Krystian Kloskowski has posted a proof-of-concept exploit for a vulnerability in Apple's QuickTime multimedia software.

The researcher said that a successful attack could enable the remote execution of malicious code.

The exploit targets a flaw in the way QuickTime handles information for streaming media files.

Malformed data could be hidden within a streaming media file to trigger a buffer overflow error, which could allow the attacker to access the system with the privileges of the current user.

Even an unsuccessful attack could crash the QuickTime player, according to Kloskowski.

The exploit exists only as a proof-of-concept sample to verify the existence of the flaw. There have been no reports of any attacks targeting the vulnerability.

Many users will be comforted to know that their choice of browser could prevent the attack.
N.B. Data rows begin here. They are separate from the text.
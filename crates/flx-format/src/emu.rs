// SPDX-License-Identifier: AGPL-3.0-only

//! Frame synthesis for the card's front-end emulator.
//!
//! The emulator RAM holds a fixed loop of full-mode symbols that the card
//! replays on every link. [`synthesize`] fills such a buffer:
//!
//! ```text
//! IDLE IDLE | SOP hdr1 hdr2 payload.. EOP+crc [IDLE x idle_gap] | SOP ..  | IDLE..
//! ```
//!
//! The number of chunks aimed for is
//! `(len - 2) / (1 + chunk_size/4 + 1 + idle_gap)`. Anything left over is
//! padded with IDLE.
//!
//! [`emu_config_lines`] renders the buffer as the register write sequence
//! used to load the emulator RAM.

use rand::rngs::StdRng;
use rand::{Rng, SeedableRng};

use crate::chunk::{ChunkHeader, HeaderLayout, CHUNK_HEADER_SIZE, MAX_PAYLOAD_SIZE};
use crate::crc::{crc20_symbols, CrcVariant};
use crate::error::{FormatError, Result};
use crate::symbols::{eop_with_crc, EOB, IDLE, SOB, SOP};

/// Payload fill pattern.
#[derive(Debug, Clone, Copy, PartialEq, Eq, Hash, Default)]
pub enum Pattern {
    /// Byte counter restarting at 0 in every chunk
    #[default]
    Incremental,
    /// `0xAA55AA55`
    Alternating,
    /// `0xFFFFFFFF`
    AllOnes,
    /// `0x00000000`
    AllZeros,
}

impl Pattern {
    /// Map the numeric pattern id used on the command line.
    ///
    /// Unknown ids fall back to [`Pattern::Incremental`].
    pub const fn from_id(id: u32) -> Self {
        match id {
            1 => Self::Alternating,
            2 => Self::AllOnes,
            3 => Self::AllZeros,
            _ => Self::Incremental,
        }
    }

    /// Numeric id of this pattern.
    pub const fn id(self) -> u32 {
        match self {
            Self::Incremental => 0,
            Self::Alternating => 1,
            Self::AllOnes => 2,
            Self::AllZeros => 3,
        }
    }

    /// Payload word `i` of a chunk.
    #[allow(clippy::cast_possible_truncation)] // counter bytes wrap at 256
    pub const fn word(self, i: u32) -> u32 {
        match self {
            Self::Alternating => 0xAA55_AA55,
            Self::AllOnes => 0xFFFF_FFFF,
            Self::AllZeros => 0,
            Self::Incremental => {
                let c = (i * 4) as u8;
                u32::from_le_bytes([
                    c,
                    c.wrapping_add(1),
                    c.wrapping_add(2),
                    c.wrapping_add(3),
                ])
            }
        }
    }
}

/// Emulator frame options.
///
/// Defaults: 464-byte chunks, incremental pattern, one idle between
/// chunks, new CRC polynomial, fixed-tag header.
#[derive(Debug, Clone, PartialEq, Eq)]
pub struct EmuOptions {
    /// Chunk size in bytes, header included
    pub chunk_size: u32,
    /// Payload pattern
    pub pattern: Pattern,
    /// IDLE symbols between chunks
    pub idle_gap: u32,
    /// Randomise each chunk size between `chunk_size/2` and `chunk_size`
    pub random_size: bool,
    /// CRC polynomial
    pub crc: CrcVariant,
    /// Header word 1 low-byte layout
    pub layout: HeaderLayout,
    /// Bracket the idles after the first chunk with SOB/EOB
    pub busy: bool,
    /// Drop the SOP of chunk 2
    pub omit_sop: bool,
    /// Drop the EOP of chunk 2
    pub omit_eop: bool,
    /// Corrupt the CRC of chunk 3
    pub crc_error: bool,
    /// Seed for random chunk sizes
    pub seed: u64,
}

impl Default for EmuOptions {
    fn default() -> Self {
        Self {
            chunk_size: 464,
            pattern: Pattern::Incremental,
            idle_gap: 1,
            random_size: false,
            crc: CrcVariant::New,
            layout: HeaderLayout::FixedTag,
            busy: false,
            omit_sop: false,
            omit_eop: false,
            crc_error: false,
            seed: 0,
        }
    }
}

impl EmuOptions {
    /// Check the chunk size can be framed.
    ///
    /// # Errors
    ///
    /// Returns an error if the chunk cannot hold its header, is not a whole
    /// number of words, or its payload overflows the 12-bit size field.
    pub fn validate(&self) -> Result<()> {
        let size = self.chunk_size;
        if size < CHUNK_HEADER_SIZE {
            return Err(FormatError::ChunkTooSmall {
                size,
                min: CHUNK_HEADER_SIZE,
            });
        }
        if size % 4 != 0 {
            return Err(FormatError::ChunkMisaligned { size });
        }
        if size - CHUNK_HEADER_SIZE > MAX_PAYLOAD_SIZE {
            return Err(FormatError::ChunkTooLarge {
                size,
                max: MAX_PAYLOAD_SIZE + CHUNK_HEADER_SIZE,
            });
        }
        Ok(())
    }

    /// Number of chunks a buffer of `len` symbols is expected to hold.
    pub fn max_chunk_count(&self, len: usize) -> usize {
        let per_chunk = 1 + self.chunk_size as usize / 4 + 1 + self.idle_gap as usize;
        len.saturating_sub(2) / per_chunk
    }

    /// File name used for a generated emulator configuration.
    pub fn config_file_name(&self, base: &str) -> String {
        format!(
            "{base}_{}_{}_{}",
            self.chunk_size,
            self.idle_gap,
            self.pattern.id()
        )
    }
}

/// Stateful frame synthesiser.
///
/// Holds the RNG so consecutive buffers get fresh random chunk sizes.
#[derive(Debug)]
pub struct FrameGenerator {
    options: EmuOptions,
    rng: StdRng,
}

impl FrameGenerator {
    /// Create a generator seeded from `options.seed`.
    pub fn new(options: EmuOptions) -> Self {
        let rng = StdRng::seed_from_u64(options.seed);
        Self { options, rng }
    }

    /// Options in use.
    pub fn options(&self) -> &EmuOptions {
        &self.options
    }

    /// Fill `buffer` with a chunk stream.
    ///
    /// Returns `false` if fewer chunks than [`EmuOptions::max_chunk_count`]
    /// were written or a chunk had to be abandoned for lack of room. Invalid
    /// options leave a buffer of IDLE symbols and also return `false`.
    pub fn synthesize(&mut self, buffer: &mut [u64]) -> bool {
        buffer.fill(IDLE);
        if self.options.validate().is_err() {
            return false;
        }

        let len = buffer.len();
        let max_chunks = self.options.max_chunk_count(len);
        let mut index = 2.min(len);
        let mut counter = 0usize;
        let mut success = true;

        while index < len && counter < max_chunks {
            let chunk_size = self.next_chunk_size();
            let chunk_words = chunk_size as usize / 4;

            if index + 1 + chunk_words + 1 >= len {
                // no room: everything from here stays IDLE
                success = false;
                break;
            }
            index = self.write_chunk(buffer, index, counter, chunk_size);
            counter += 1;
        }

        success && counter >= max_chunks
    }

    #[allow(
        clippy::cast_possible_truncation,
        clippy::cast_sign_loss,
        clippy::cast_precision_loss
    )]
    fn next_chunk_size(&mut self) -> u32 {
        let req = self.options.chunk_size;
        if !self.options.random_size || req <= CHUNK_HEADER_SIZE {
            return req;
        }
        let sz = (req + 1) / 2;
        let r: f64 = self.rng.gen_range(0.0..=1.0);
        let d = 0.5 * f64::from(1 - (req & 1));
        ((sz + (f64::from(sz) * r + d) as u32 + 3) / 4) * 4
    }

    /// Write one chunk starting at `index`, return the index after it.
    ///
    /// The caller guarantees SOP through EOP fit; the gap symbols that
    /// follow may run off the end and are dropped.
    #[allow(clippy::cast_possible_truncation)] // counter fits the 8-bit header field
    fn write_chunk(&self, buffer: &mut [u64], mut index: usize, counter: usize, chunk_size: u32) -> usize {
        let opts = &self.options;
        let len = buffer.len();

        buffer[index] = SOP;
        index += 1;
        if opts.omit_sop && counter == 2 {
            index -= 1;
        }

        let start = index;
        let payload_size = chunk_size - CHUNK_HEADER_SIZE;
        let header = ChunkHeader::new(opts.layout, counter as u32, payload_size);
        for word in header.encode() {
            buffer[index] = u64::from(word);
            index += 1;
        }
        for i in 0..payload_size / 4 {
            buffer[index] = u64::from(opts.pattern.word(i));
            index += 1;
        }

        let mut crc = crc20_symbols(&buffer[start..index], opts.crc);
        if opts.crc_error && counter == 3 {
            crc += 1;
        }
        buffer[index] = eop_with_crc(crc);
        index += 1;
        if opts.omit_eop && counter == 2 {
            index -= 1;
        }

        let bracket = opts.busy && counter == 0;
        let mut put = |word: u64, index: &mut usize| {
            if *index < len {
                buffer[*index] = word;
            }
            *index += 1;
        };
        if bracket {
            put(SOB, &mut index);
        }
        for _ in 0..opts.idle_gap {
            put(IDLE, &mut index);
        }
        if bracket {
            put(EOB, &mut index);
        }
        index.min(len)
    }
}

/// Fill `buffer` with a chunk stream using a fresh generator.
///
/// See [`FrameGenerator::synthesize`].
pub fn synthesize(buffer: &mut [u64], options: &EmuOptions) -> bool {
    FrameGenerator::new(options.clone()).synthesize(buffer)
}

/// Register write sequence loading `symbols` into the emulator RAM.
///
/// Four lines per symbol: address, data, write-enable high, write-enable low.
pub fn emu_config_lines(symbols: &[u64]) -> impl Iterator<Item = String> + '_ {
    symbols.iter().enumerate().flat_map(|(addr, word)| {
        [
            format!("FE_EMU_CONFIG_WRADDR=0x{addr:x}"),
            format!("FE_EMU_CONFIG_WRDATA=0x{word:x}"),
            "FE_EMU_CONFIG_WE=1".to_string(),
            "FE_EMU_CONFIG_WE=0".to_string(),
        ]
    })
}
// SPDX-License-Identifier: AGPL-3.0-only

//! Hardware driver boundary.
//!
//! A [`DmaCard`] is the register-level interface a vendor driver exposes for
//! one physical card. Every call goes through the card's [`SharedCard`]
//! mutex, so only one thread issues register operations at a time.

use crate::error::Result;
use parking_lot::Mutex;
use std::fmt::Debug;
use std::sync::Arc;
use std::time::Duration;

/// A card shared between the threads that drive it.
pub type SharedCard<C> = Arc<Mutex<C>>;

/// Wrap a card for sharing.
pub fn shared<C: DmaCard>(card: C) -> SharedCard<C> {
    Arc::new(Mutex::new(card))
}

/// Register-level operations of a DMA-capable link card.
///
/// Addresses are physical, as the card sees them.
pub trait DmaCard: Debug + Send + 'static {
    /// Current DMA lock mask of `device`. Bit `dma_id + 1` set means the
    /// channel is owned by another process.
    ///
    /// # Errors
    ///
    /// Returns error if the driver cannot be queried.
    fn lock_mask(&mut self, device: u32) -> Result<u32>;

    /// Open `device`, taking the DMA locks in `lock_mask`.
    ///
    /// # Errors
    ///
    /// Returns error if the device does not exist or cannot be locked.
    fn open(&mut self, device: u32, lock_mask: u32) -> Result<()>;

    /// Close the device and release its locks.
    ///
    /// # Errors
    ///
    /// Returns error if the driver reports a failure.
    fn close(&mut self) -> Result<()>;

    /// Reset all DMA engines.
    ///
    /// # Errors
    ///
    /// Returns error on hardware failure.
    fn dma_reset(&mut self) -> Result<()>;

    /// Soft-reset the card logic.
    ///
    /// # Errors
    ///
    /// Returns error on hardware failure.
    fn soft_reset(&mut self) -> Result<()>;

    /// Reset interrupt counters.
    ///
    /// # Errors
    ///
    /// Returns error on hardware failure.
    fn irq_reset_counters(&mut self) -> Result<()>;

    /// Enable interrupt line `irq`.
    ///
    /// # Errors
    ///
    /// Returns error on hardware failure.
    fn irq_enable(&mut self, irq: u32) -> Result<()>;

    /// Disable all interrupts.
    ///
    /// # Errors
    ///
    /// Returns error on hardware failure.
    fn irq_disable(&mut self) -> Result<()>;

    /// Start a card-to-host transfer into `[phys, phys + size)`.
    ///
    /// # Errors
    ///
    /// Returns error if the transfer cannot be started.
    fn dma_to_host(&mut self, dma_id: u32, phys: u64, size: usize, wraparound: bool) -> Result<()>;

    /// Stop the transfer on `dma_id`.
    ///
    /// # Errors
    ///
    /// Returns error on hardware failure.
    fn dma_stop(&mut self, dma_id: u32) -> Result<()>;

    /// Hardware write pointer of `dma_id`.
    fn current_address(&self, dma_id: u32) -> u64;

    /// Allow the card to reuse memory up to `addr`.
    ///
    /// # Errors
    ///
    /// Returns error on hardware failure.
    fn dma_set_ptr(&mut self, dma_id: u32, addr: u64) -> Result<()>;

    /// Block until interrupt `irq` fires or `timeout` elapses.
    ///
    /// Returns `true` if the interrupt fired.
    fn irq_wait(&mut self, irq: u32, timeout: Duration) -> bool;
}
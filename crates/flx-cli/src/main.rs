//! `flx`: command-line tools for FELIX card readout.
//!
//! ```text
//! USAGE:
//!   flx emu-gen [options]          Write a front-end emulator RAM config
//!   flx scan [options]             Synthesize or load a symbol stream and check every chunk
//!   flx crc <words>..              CRC-20 of hex data words
//!   flx run [options]              Emulated end-to-end readout with per-link rates
//! ```

use anyhow::{bail, Context, Result};
use clap::{Args, Parser, Subcommand, ValueEnum};
use crossbeam_channel::{after, select, tick};
use flx_driver::prelude::*;
use flx_format::card::{TRAILER_16B, TRAILER_32B};
use flx_format::chunk::HeaderLayout;
use flx_format::crc::{crc20, CrcVariant};
use flx_format::emu::{emu_config_lines, EmuOptions, FrameGenerator, Pattern};
use flx_format::scan::{FrameScanner, ScanItem};
use std::io::{BufRead, BufReader, BufWriter, Write};
use std::path::{Path, PathBuf};
use std::time::Duration;
use tracing_subscriber::EnvFilter;

/// Symbols in the emulator RAM of current firmware.
const EMU_RAM_WORDS: usize = 1024;

#[derive(Parser)]
#[command(name = "flx", about = "FELIX card readout tools", version)]
struct Cli {
    #[command(subcommand)]
    command: Cmd,
}

#[derive(Subcommand)]
enum Cmd {
    /// Write the register sequence that loads the front-end emulator RAM.
    EmuGen {
        #[command(flatten)]
        frame: FrameArgs,
        /// Output file prefix; chunk size, idle gap and pattern are appended.
        #[arg(short, long, default_value = "emuconfig")]
        output: String,
    },
    /// Scan a symbol stream and report every chunk with its CRC status.
    Scan {
        #[command(flatten)]
        frame: FrameArgs,
        /// Read symbols from a file written by `emu-gen` instead of synthesizing.
        #[arg(long)]
        input: Option<PathBuf>,
    },
    /// Compute the CRC-20 of hex data words.
    Crc {
        /// Data words, e.g. 0x030000AA 10AABB00
        #[arg(required = true)]
        words: Vec<String>,
        #[arg(long, value_enum, default_value_t = Poly::New)]
        crc: Poly,
    },
    /// Run the readout chain against the emulated card.
    Run(RunArgs),
}

#[derive(Args)]
struct FrameArgs {
    /// Emulator RAM size in symbols.
    #[arg(long, default_value_t = EMU_RAM_WORDS)]
    emu_size: usize,
    /// Chunk size in bytes, header included.
    #[arg(short, long, default_value_t = 464)]
    chunk_size: u32,
    /// IDLE symbols between chunks.
    #[arg(short, long, default_value_t = 1)]
    idle_gap: u32,
    /// Payload pattern: 0 incremental, 1 0xAA55AA55, 2 all ones, 3 all zeros.
    #[arg(short, long, default_value_t = 0)]
    pattern: u32,
    /// CRC polynomial.
    #[arg(long, value_enum, default_value_t = Poly::New)]
    crc: Poly,
    /// Use the chunk counter as stream id in header word 1.
    #[arg(long)]
    stream_id: bool,
    /// Randomise chunk sizes between half and the full chunk size.
    #[arg(long)]
    random: bool,
    /// Seed for random chunk sizes.
    #[arg(long, default_value_t = 0)]
    seed: u64,
    /// Bracket the idles after the first chunk with SOB/EOB.
    #[arg(long)]
    busy: bool,
    /// Drop the SOP of chunk 2.
    #[arg(long)]
    omit_sop: bool,
    /// Drop the EOP of chunk 2.
    #[arg(long)]
    omit_eop: bool,
    /// Corrupt the CRC of chunk 3.
    #[arg(long)]
    crc_error: bool,
}

impl FrameArgs {
    fn options(&self) -> EmuOptions {
        EmuOptions {
            chunk_size: self.chunk_size,
            pattern: Pattern::from_id(self.pattern),
            idle_gap: self.idle_gap,
            random_size: self.random,
            crc: self.crc.into(),
            layout: if self.stream_id {
                HeaderLayout::StreamId
            } else {
                HeaderLayout::FixedTag
            },
            busy: self.busy,
            omit_sop: self.omit_sop,
            omit_eop: self.omit_eop,
            crc_error: self.crc_error,
            seed: self.seed,
        }
    }
}

#[derive(Args)]
struct RunArgs {
    /// Seconds to run.
    #[arg(short, long, default_value_t = 5)]
    seconds: u64,
    /// Links to enable.
    #[arg(short, long, value_delimiter = ',', default_value = "0,1")]
    links: Vec<u16>,
    /// DMA ring size in MiB.
    #[arg(long, default_value_t = 16)]
    ring_mib: usize,
    /// Chunk size the emulated card writes, in bytes.
    #[arg(short, long, default_value_t = 464)]
    chunk_size: usize,
    /// Use 32-bit subchunk trailers.
    #[arg(long)]
    trailer32: bool,
    /// Block size in KiB.
    #[arg(long, default_value_t = 1)]
    block_kb: usize,
    /// Wait for the data-available interrupt instead of polling.
    #[arg(long)]
    interrupt: bool,
    /// Flag a CRC error on every n-th chunk.
    #[arg(long)]
    crc_error_every: Option<u64>,
    /// Seconds between rate reports.
    #[arg(long, default_value_t = 1)]
    report: u64,
}

#[derive(Clone, Copy, ValueEnum)]
enum Poly {
    /// 0xC1ACF
    Legacy,
    /// 0x8359F
    New,
}

impl From<Poly> for CrcVariant {
    fn from(p: Poly) -> Self {
        match p {
            Poly::Legacy => CrcVariant::Legacy,
            Poly::New => CrcVariant::New,
        }
    }
}

fn main() -> Result<()> {
    tracing_subscriber::fmt()
        .with_env_filter(EnvFilter::try_from_default_env().unwrap_or_else(|_| "warn".into()))
        .init();

    let cli = Cli::parse();

    match cli.command {
        Cmd::EmuGen { frame, output } => cmd_emu_gen(&frame, &output)?,
        Cmd::Scan { frame, input } => cmd_scan(&frame, input)?,
        Cmd::Crc { words, crc } => cmd_crc(&words, crc.into())?,
        Cmd::Run(args) => cmd_run(&args)?,
    }

    Ok(())
}

fn synthesize(frame: &FrameArgs) -> Result<Vec<u64>> {
    let options = frame.options();
    options.validate()?;
    let max = options.max_chunk_count(frame.emu_size);
    let mut symbols = vec![0u64; frame.emu_size];
    if !FrameGenerator::new(options).synthesize(&mut symbols) {
        tracing::warn!("fewer than {max} chunks fit the emulator RAM");
    }
    Ok(symbols)
}

fn cmd_emu_gen(frame: &FrameArgs, output: &str) -> Result<()> {
    let symbols = synthesize(frame)?;
    let path = frame.options().config_file_name(output);
    let file =
        std::fs::File::create(&path).with_context(|| format!("cannot create {path}"))?;
    let mut out = BufWriter::new(file);
    for line in emu_config_lines(&symbols) {
        writeln!(out, "{line}")?;
    }
    out.flush()?;
    println!("Wrote {} symbols to {path}", symbols.len());
    Ok(())
}

/// Symbols from the data lines of an `emu-gen` file.
fn load_symbols(path: &Path) -> Result<Vec<u64>> {
    let file = std::fs::File::open(path)
        .with_context(|| format!("cannot open {}", path.display()))?;
    let mut symbols = Vec::new();
    for (n, line) in BufReader::new(file).lines().enumerate() {
        let line = line?;
        let Some(value) = line.trim().strip_prefix("FE_EMU_CONFIG_WRDATA=") else {
            continue;
        };
        let word = parse_hex(value).with_context(|| format!("line {}", n + 1))?;
        symbols.push(word);
    }
    if symbols.is_empty() {
        bail!("no FE_EMU_CONFIG_WRDATA lines in {}", path.display());
    }
    Ok(symbols)
}

fn parse_hex(s: &str) -> Result<u64> {
    let digits = s.trim_start_matches("0x").trim_start_matches("0X");
    u64::from_str_radix(digits, 16).with_context(|| format!("bad hex word {s:?}"))
}

fn cmd_scan(frame: &FrameArgs, input: Option<PathBuf>) -> Result<()> {
    let symbols = match input {
        Some(path) => load_symbols(&path)?,
        None => synthesize(frame)?,
    };

    let mut scanner = FrameScanner::with_crc(&symbols, frame.crc.into());
    let (mut good, mut bad) = (0usize, 0usize);
    for (i, item) in scanner.by_ref().enumerate() {
        match item {
            ScanItem::Chunk(chunk) => {
                let ok = chunk.crc_ok() && chunk.size_ok();
                if ok {
                    good += 1;
                } else {
                    bad += 1;
                }
                let (counter, size) = chunk
                    .header()
                    .map_or((0, 0), |h| (h.counter, h.chunk_size()));
                println!(
                    "[{i:3}] chunk #{counter:<3} {size:5} B  crc {:05x}/{:05x} {}{}{}",
                    chunk.crc_expected,
                    chunk.crc_computed,
                    if chunk.crc_ok() { "ok" } else { "MISMATCH" },
                    if chunk.size_ok() { "" } else { "  size MISMATCH" },
                    if chunk.busy { "  busy" } else { "" },
                );
            }
            ScanItem::Truncated { words } => {
                bad += 1;
                println!("[{i:3}] truncated after {words} words");
            }
            ScanItem::Orphan { crc } => {
                bad += 1;
                println!("[{i:3}] EOP without SOP (crc {crc:05x})");
            }
        }
    }
    println!();
    println!("Chunks ok    : {good}");
    println!("Faults       : {bad}");
    println!("Stray words  : {}", scanner.stray_words());
    println!("Unknown K    : {}", scanner.unknown_kchars());
    Ok(())
}

fn cmd_crc(words: &[String], variant: CrcVariant) -> Result<()> {
    let words = words
        .iter()
        .map(|w| {
            let v = parse_hex(w)?;
            u32::try_from(v).with_context(|| format!("{w} does not fit 32 bits"))
        })
        .collect::<Result<Vec<u32>>>()?;
    println!("0x{:05x}", crc20(&words, variant));
    Ok(())
}

fn cmd_run(args: &RunArgs) -> Result<()> {
    let config = ReaderConfig {
        links_enabled: args.links.clone(),
        block_size_kb: args.block_kb,
        chunk_trailer_bits: if args.trailer32 { TRAILER_32B } else { TRAILER_16B },
        interrupt_mode: args.interrupt,
        dma_memory_size: args.ring_mib << 20,
        ..ReaderConfig::default()
    };
    config.validate()?;
    let emulator = EmulatorConfig {
        block_size: config.block_size(),
        trailer: config.trailer_format()?,
        elinks: config.tags(),
        chunk_size: args.chunk_size,
        crc_error_every: args.crc_error_every,
        ..EmulatorConfig::default()
    };
    let card = shared(EmulatedCard::new(emulator));

    let mut felix = FelixReader::new(config.clone(), card, HostPinnedAllocator::new());
    let mut handlers = Vec::new();
    for &link in &args.links {
        let handler = CountingHandler::new();
        handlers.push((link, handler.clone()));
        felix.add_link(link, handler)?;
    }
    felix.configure()?;
    felix.start()?;
    println!(
        "{} running: {} links, {} blocks of {} B",
        config.id(),
        args.links.len(),
        config.total_blocks(),
        config.block_size()
    );

    let report = tick(Duration::from_secs(args.report.max(1)));
    let done = after(Duration::from_secs(args.seconds));
    loop {
        select! {
            recv(report) -> _ => print_info(&felix.info()),
            recv(done) -> _ => break,
        }
    }
    felix.stop()?;
    print_info(&felix.info());

    println!();
    for (link, handler) in handlers {
        println!(
            "link {link}: {} payloads, {} bytes, {} with errors",
            handler.payloads(),
            handler.bytes(),
            handler.errors()
        );
    }
    Ok(())
}

fn print_info(info: &flx_driver::FelixInfo) {
    println!(
        "reader: {} blocks, {} reclaims, {} card errors, {} unexpected elinks",
        info.reader.blocks, info.reader.reclaim_updates, info.reader.card_errors, info.unexpected_elinks
    );
    for link in &info.links {
        let c = &link.counts;
        println!(
            "  elink {:#05x}: {:8.1} kHz blocks {:8.1} kHz chunks  err chunks {} crc {} seq {} dropped {} stale {}",
            link.ids.tag,
            link.block_rate_khz,
            link.chunk_rate_khz,
            c.error_chunks + c.error_short_chunks,
            c.subchunk_crc_errors,
            c.seqnum_errors,
            c.dropped_blocks,
            c.stale_blocks,
        );
    }
}

#[cfg(test)]
mod tests {
    use super::*;

    fn frame(args: &[&str]) -> FrameArgs {
        let argv = ["flx", "scan"].iter().chain(args);
        match Cli::try_parse_from(argv).unwrap().command {
            Cmd::Scan { frame, .. } => frame,
            _ => unreachable!(),
        }
    }

    #[test]
    fn emulator_ram_size_is_configurable() {
        assert_eq!(synthesize(&frame(&[])).unwrap().len(), EMU_RAM_WORDS);

        let big = frame(&["--emu-size", "4096"]);
        let symbols = synthesize(&big).unwrap();
        assert_eq!(symbols.len(), 4096);
        let chunks = FrameScanner::new(&symbols)
            .filter(|item| item.as_chunk().is_some())
            .count();
        assert_eq!(chunks, big.options().max_chunk_count(4096));
    }
}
Researchers at Symantec have found that Internet Explorer 6 and 7 do not allow the exploit to run.

The latest beta of Safari for Windows is also protected, but Mozilla's Firefox browser remains vulnerable to the attack.

"Firefox users are more susceptible because Firefox farms off the request directly to the QuickTime player as a separate process outside its control," says Symantec researcher Elia Florio.

"As a result, the current version of the exploit works perfectly against Firefox if users have chosen QuickTime as the default player for multimedia formats."

Florio warned that attackers may adjust the exploit to work in other browsers, and advised users to adjust their firewalls to block outbound traffic from TCP 554 and avoid following untrusted links.

This latest vulnerability comes at a difficult time for Apple on the security front. Researchers blasted the company earlier this month for shortcomings in the firewall on the new MacOS X Leopard operating system.

Apple issued a fix, but a few days later researchers found that the company had left open a flaw in Leopard's Mail application that had been previously patched.

Meanwhile, a Trojan targeting Mac users has continued to flourish on fake codec sites.